A reunião de dois gigantes da literatura brasileira, Chico Buarque e Milton Hatoum, na noite desta noite, na 7ª Festa Literária Internacional de Paraty, não foi exatamente um debate, como estava programado, mas um verdadeiro encontro, no sentido mais amplo da palavra. Nele, ambos reconheceram semelhanças extraordinárias em seus respectivos livros. Num caso único de simbiose na literatura contemporânea brasileira, dois livros, "Órfãos de Eldorado", de Milton Hatoum, e "Leite Derramado", de Chico Buarque, estavam sendo pensados ao mesmo tempo com um objetivo muito parecido: usar a memória centenária de um narrador para traçar um panorama histórico do País.
O livro de Hatoum foi publicado antes e Chico revelou que, ao ler a história de Estiliano, personagem criado pelo escritor amazonense, sua reação foi: "Diabos, esse cara copiou meu livro". Depois se deu conta que "Leite Derramado" não tinha sequer título e ainda estava sendo escrito. Hatoum teve reação semelhante quando saiu o livro de Buarque: "Mas essa é a história que eu contei para o Chico". Não se trata de plágio, evoque-se. Os dois realmente contaram histórias um para o outro em ocasiões anteriores, esqueceram-se delas, voltaram a lembrar e adaptaram episódios que lhe pareceram mais interessantes.
No caso de Hatoum, a recomendação da editora escocesa que lhe encomendara a novela tinha sido clara: queria que fosse baseada num mito amazônico. Uma novela condensada. Buarque não tinha qualquer compromisso com a editora brasileira de ambos, a Companhia das Letras. Passou um ano e meio pesquisando e lembrando histórias contadas pelo pai, o historiador Sérgio Buarque de Holanda - ele confessa que nunca foi um bom leitor de história. Como Hatoum, buscou a concisão e revelou que poderia ter escrito uma novela de 20 páginas, não fosse seu narrador um homem centenário cuja memória já está mais prejudicada de que a de Delphine Seyrig no filme "O Ano Passado em Marienbad", de Resnais.
Na velhice, como diz o velho narrador de Chico, "a gente dá para repetir casos antigos" e, na fosse tão falha a memória do carcomido aristocrata à beira do túmulo, ele não precisaria de 150 páginas para contar como mudou a história do Brasil neste último século para que tudo permanecesse exatamente igual, do preconceito racial à corrupção. Chico brincou com o amigo Hatoum, lembrando que esse narrador lhe azucrinou a vida durante um ano e meio, tirando seu sono e deixando ao escritor como herança uma perna quebrada. Assustado como a ficção tomava conta de sua vida real, o cantor e compositor deve ter encurtado a novela para se livrar do velho narrador azarento.

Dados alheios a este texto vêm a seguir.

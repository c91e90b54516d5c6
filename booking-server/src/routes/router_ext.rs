//! Router extension for oneshot calls
//!
//! Provides the ability to call the Router directly without going through
//! the network stack.

use http::Response;
use tower::Service;

use crate::core::ServerState;
use anyhow::Result;
use axum::Router;
use axum::body::Body;
use http::Request;

/// Result type for oneshot API calls
pub type OneshotResult = Result<Response<Body>>;

/// Extension trait for Router to support oneshot calls
///
/// This trait provides the `oneshot` method that allows processing
/// HTTP requests directly without going through the network stack.
#[async_trait::async_trait]
pub trait OneshotRouter {
    /// Process a request using oneshot pattern
    ///
    /// # Example
    ///
    /// ```ignore
    /// use http::Request;
    ///
    /// let state = ServerState::initialize(&config).await;
    /// let mut app = routes::build_app(&state);
    /// let request = Request::builder()
    ///     .uri("/api/health")
    ///     .body(Body::empty())?;
    ///
    /// let response = app.oneshot(&state, request).await?;
    /// ```
    async fn oneshot(&mut self, state: &ServerState, request: Request<Body>) -> OneshotResult;
}

#[async_trait::async_trait]
impl OneshotRouter for Router<ServerState> {
    async fn oneshot(&mut self, state: &ServerState, request: Request<Body>) -> OneshotResult {
        // Clone router and apply state, then call as Service
        let mut svc = self.clone().with_state(state.clone());
        let response = svc.call(request).await?;
        Ok(response)
    }
}
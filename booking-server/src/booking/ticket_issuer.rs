//! Ticket issuance
//!
//! Tickets are issued exactly once per confirmed reservation, always from
//! inside the payment-confirmation transaction. Calling [`issue`] again for
//! the same reservation returns the existing ticket unchanged.

use chrono::Utc;
use redb::WriteTransaction;
use sha2::{Digest, Sha256};
use shared::models::{Reservation, Ticket, TicketStatus, Trip};

use super::manager::BookingResult;
use super::storage::BookingStorage;

/// Issue (or return the existing) ticket for a confirmed reservation.
///
/// The ticket number counter is incremented inside the caller's write
/// transaction, so an aborted confirmation leaves no gap.
pub fn issue(
    storage: &BookingStorage,
    txn: &WriteTransaction,
    reservation: &Reservation,
    trip: &Trip,
) -> BookingResult<Ticket> {
    if let Some(existing) = storage.get_ticket_txn(txn, reservation.id)? {
        return Ok(existing);
    }

    let count = storage.next_ticket_count(txn)?;
    let date_str = Utc::now().format("%Y%m%d").to_string();
    let ticket_number = format!("TKT{}{}", date_str, 5000 + count);

    let ticket = Ticket {
        id: shared::util::snowflake_id(),
        reservation_id: reservation.id,
        qr_payload: qr_payload(&ticket_number, reservation, trip),
        ticket_number,
        status: TicketStatus::Valid,
        downloaded_at: None,
        issued_at: shared::util::now_millis(),
    };
    storage.store_ticket(txn, &ticket)?;

    tracing::info!(
        reservation_id = reservation.id,
        ticket_number = %ticket.ticket_number,
        "Ticket issued"
    );
    Ok(ticket)
}

/// Opaque verification payload encoded into the ticket QR code.
///
/// A SHA-256 digest rather than the raw fields, so a scanned code reveals
/// nothing about the passenger and can only be checked against the ledger.
fn qr_payload(ticket_number: &str, reservation: &Reservation, trip: &Trip) -> String {
    let mut hasher = Sha256::new();
    hasher.update(ticket_number.as_bytes());
    hasher.update(b"|");
    hasher.update(reservation.id.to_le_bytes());
    hasher.update(b"|");
    hasher.update(trip.id.to_le_bytes());
    hasher.update(b"|");
    hasher.update(reservation.selected_seat.as_bytes());
    hex::encode(hasher.finalize())
}
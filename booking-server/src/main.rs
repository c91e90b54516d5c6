use booking_server::{Config, Server, ServerState, print_banner, setup_environment};

#[tokio::main]
async fn main() -> Result<(), Box<dyn std::error::Error>> {
    // 1. 设置环境 (dotenv, 日志)
    setup_environment()?;

    // 打印横幅
    print_banner();

    tracing::info!("🚌 Booking Server starting...");

    // 2. 加载配置
    let config = Config::from_env();

    // 3. 初始化服务器状态
    let state = ServerState::initialize(&config).await;

    // 4. 启动 HTTP 服务器 (Server::run 会自动启动后台任务)
    let server = Server::with_state(config, state);

    if let Err(e) = server.run().await {
        tracing::error!("Server error: {}", e);
        return Err(e.into());
    }

    Ok(())
}
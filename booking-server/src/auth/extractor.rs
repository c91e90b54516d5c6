//! CurrentUser extractor
//!
//! Token validation happens once, in the `require_auth` middleware, which
//! stores the authenticated [`CurrentUser`] in the request extensions.
//! This extractor only surfaces that value to handlers; a protected route
//! reached without the middleware rejects with 401.

use axum::{extract::FromRequestParts, http::request::Parts};

use crate::AppError;
use crate::auth::CurrentUser;
use crate::core::ServerState;
use crate::security_log;

impl FromRequestParts<ServerState> for CurrentUser {
    type Rejection = AppError;

    async fn from_request_parts(
        parts: &mut Parts,
        _state: &ServerState,
    ) -> Result<Self, Self::Rejection> {
        match parts.extensions.get::<CurrentUser>() {
            Some(user) => Ok(user.clone()),
            None => {
                security_log!(
                    "WARN",
                    "current_user_missing",
                    uri = format!("{:?}", parts.uri)
                );
                Err(AppError::unauthorized())
            }
        }
    }
}
//! Booking domain errors

use crate::booking::storage::StorageError;
use thiserror::Error;

/// Domain-level booking errors
///
/// Conflict-style variants correspond to state transitions that are legal
/// requests against an illegal current state; storage variants mean the
/// enclosing transaction was dropped without commit.
#[derive(Debug, Error)]
pub enum BookingError {
    #[error("Trip not found: {0}")]
    TripNotFound(i64),

    #[error("Trip {0} is not open for booking")]
    TripNotActive(i64),

    #[error("Seat {seat} on trip {trip_id} is already taken")]
    SeatOccupied { trip_id: i64, seat: String },

    #[error("Seat {seat} is not part of the bus seat plan")]
    SeatOutOfPlan { seat: String },

    #[error("Reservation not found: {0}")]
    ReservationNotFound(i64),

    #[error("Reservation {0} is already cancelled")]
    AlreadyCancelled(i64),

    #[error("Reservation {0} has been cancelled")]
    ReservationCancelled(i64),

    #[error("Reservation {0} has expired")]
    ReservationExpired(i64),

    #[error("Reservation {0} is already confirmed")]
    AlreadyConfirmed(i64),

    #[error("Payment not found: {0}")]
    PaymentNotFound(String),

    #[error("Phone number is required for mobile money payments")]
    PhoneNumberRequired,

    #[error(transparent)]
    Storage(#[from] StorageError),
}

impl From<redb::CommitError> for BookingError {
    fn from(e: redb::CommitError) -> Self {
        BookingError::Storage(StorageError::Commit(e))
    }
}

pub type BookingResult<T> = Result<T, BookingError>;
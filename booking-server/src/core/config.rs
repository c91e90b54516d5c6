use std::path::PathBuf;

use crate::auth::JwtConfig;

/// 服务器配置 - 预订服务的所有配置项
///
/// # 环境变量
///
/// 所有配置项都可以通过环境变量覆盖：
///
/// | 环境变量 | 默认值 | 说明 |
/// |----------|--------|------|
/// | WORK_DIR | /var/lib/booking/server | 工作目录 |
/// | HTTP_PORT | 3000 | HTTP 服务端口 |
/// | ENVIRONMENT | development | 运行环境 |
/// | RESERVATION_TTL_MINUTES | 15 | 预订占座有效期(分钟) |
/// | SWEEP_INTERVAL_SECS | 60 | 过期清扫间隔(秒) |
/// | CURRENCY | RWF | 支付货币 |
/// | WEBHOOK_SECRET | (未设置) | 支付网关回调共享密钥 |
///
/// # 示例
///
/// ```ignore
/// WORK_DIR=/data/booking HTTP_PORT=8080 cargo run
/// ```
#[derive(Debug, Clone)]
pub struct Config {
    /// 工作目录，存储数据库、日志等文件
    pub work_dir: String,
    /// HTTP API 服务端口
    pub http_port: u16,
    /// JWT 认证配置
    pub jwt: JwtConfig,
    /// 运行环境: development | staging | production
    pub environment: String,

    // === 预订业务配置 ===
    /// 预订占座有效期 (分钟)
    pub reservation_ttl_minutes: i64,
    /// 过期预订清扫间隔 (秒)
    pub sweep_interval_secs: u64,
    /// 支付货币代码
    pub currency: String,
    /// 支付网关回调共享密钥 (未设置时回调不校验)
    pub webhook_secret: Option<String>,
}

impl Config {
    /// 从环境变量加载配置
    ///
    /// 如果环境变量未设置，使用默认值
    pub fn from_env() -> Self {
        Self {
            work_dir: std::env::var("WORK_DIR")
                .unwrap_or_else(|_| "/var/lib/booking/server".into()),
            http_port: std::env::var("HTTP_PORT")
                .ok()
                .and_then(|p| p.parse().ok())
                .unwrap_or(3000),
            jwt: JwtConfig::default(),
            environment: std::env::var("ENVIRONMENT").unwrap_or_else(|_| "development".into()),

            reservation_ttl_minutes: std::env::var("RESERVATION_TTL_MINUTES")
                .ok()
                .and_then(|p| p.parse().ok())
                .unwrap_or(15),
            sweep_interval_secs: std::env::var("SWEEP_INTERVAL_SECS")
                .ok()
                .and_then(|p| p.parse().ok())
                .unwrap_or(60),
            currency: std::env::var("CURRENCY").unwrap_or_else(|_| "RWF".into()),
            webhook_secret: std::env::var("WEBHOOK_SECRET").ok(),
        }
    }

    /// 使用自定义值覆盖部分配置
    ///
    /// 常用于测试场景
    pub fn with_overrides(work_dir: impl Into<String>, http_port: u16) -> Self {
        let mut config = Self::from_env();
        config.work_dir = work_dir.into();
        config.http_port = http_port;
        config
    }

    /// 确保工作目录结构存在
    pub fn ensure_work_dir_structure(&self) -> std::io::Result<()> {
        std::fs::create_dir_all(self.database_dir())?;
        std::fs::create_dir_all(self.logs_dir())?;
        Ok(())
    }

    /// 数据库目录 (work_dir/database)
    pub fn database_dir(&self) -> PathBuf {
        PathBuf::from(&self.work_dir).join("database")
    }

    /// 日志目录 (work_dir/logs)
    pub fn logs_dir(&self) -> PathBuf {
        PathBuf::from(&self.work_dir).join("logs")
    }

    /// 是否生产环境
    pub fn is_production(&self) -> bool {
        self.environment == "production"
    }

    /// 是否开发环境
    pub fn is_development(&self) -> bool {
        self.environment == "development"
    }
}

impl Default for Config {
    fn default() -> Self {
        Self::from_env()
    }
}
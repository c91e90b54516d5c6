//! Reservation API Module
//!
//! Seat holds and their lifecycle. All mutations go through BookingManager.

mod handler;

use axum::{
    Router,
    routing::{get, post},
};

use crate::core::ServerState;

/// Reservation router
pub fn router() -> Router<ServerState> {
    Router::new().nest("/api/reservations", routes())
}

fn routes() -> Router<ServerState> {
    // 所有预订接口都要求登录；属主检查在处理函数内
    Router::new()
        // Place a seat hold
        .route("/", post(handler::create))
        // Reservation detail (owner or admin)
        .route("/{id}", get(handler::get_by_id))
        // All reservations of a user (owner or admin)
        .route("/user/{user_id}", get(handler::list_for_user))
        // Cancel a reservation (owner or admin)
        .route("/{id}/cancel", post(handler::cancel))
}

"Guimarães Rosa também engavetou um livro sobre um velho habitante de um casarão", lembrou Chico, citando "A Fazedora de Velas", que o autor de "Grande Sertão: Veredas" conservou durante anos no fundo de uma gaveta. "Rosa ficou com a mesma doença do seu velho e depois reconheceu o casarão que ele imaginou numa viagem a Minas". Chico, admite, encurtou o livro por precaução, ou por acreditar na observação de Octavio Paz evocada por Hatoum, de que o romancista é o biógrafo de espectros. "Fiquei um ano e meio ouvindo a voz do meu narrador e foi difícil me despir dele, porque, apesar de seus preconceitos, acabei tendo certa empatia por ele", revelou Chico, numa noite de surpreendente verborragia, ele que detesta entrevistas e odeia falar de seus livros.
Mais de 800 pessoas disputaram um lugar na Tenda dos Autores, em Paraty, para ouvir Chico Buarque e Milton Hatoum num debate mediado pelo professor de literatura Samuel Titan Jr., que falou das semelhanças entre os livros e das referências adotadas por cada um deles, Hatoum enumerou algumas: Mario de Andrade, Manuel Bandeira, Kaváfis e Mário Sá-Carneiro. Chico teria demorado mais: só pelo navio criado por ele em "Leite Derramado" desfilam figuras históricas como Santos Dumont, Josephine Baker e o arquiteto da modernidade, Lê Corbusier. Resta ao leitores montar esse mosaico.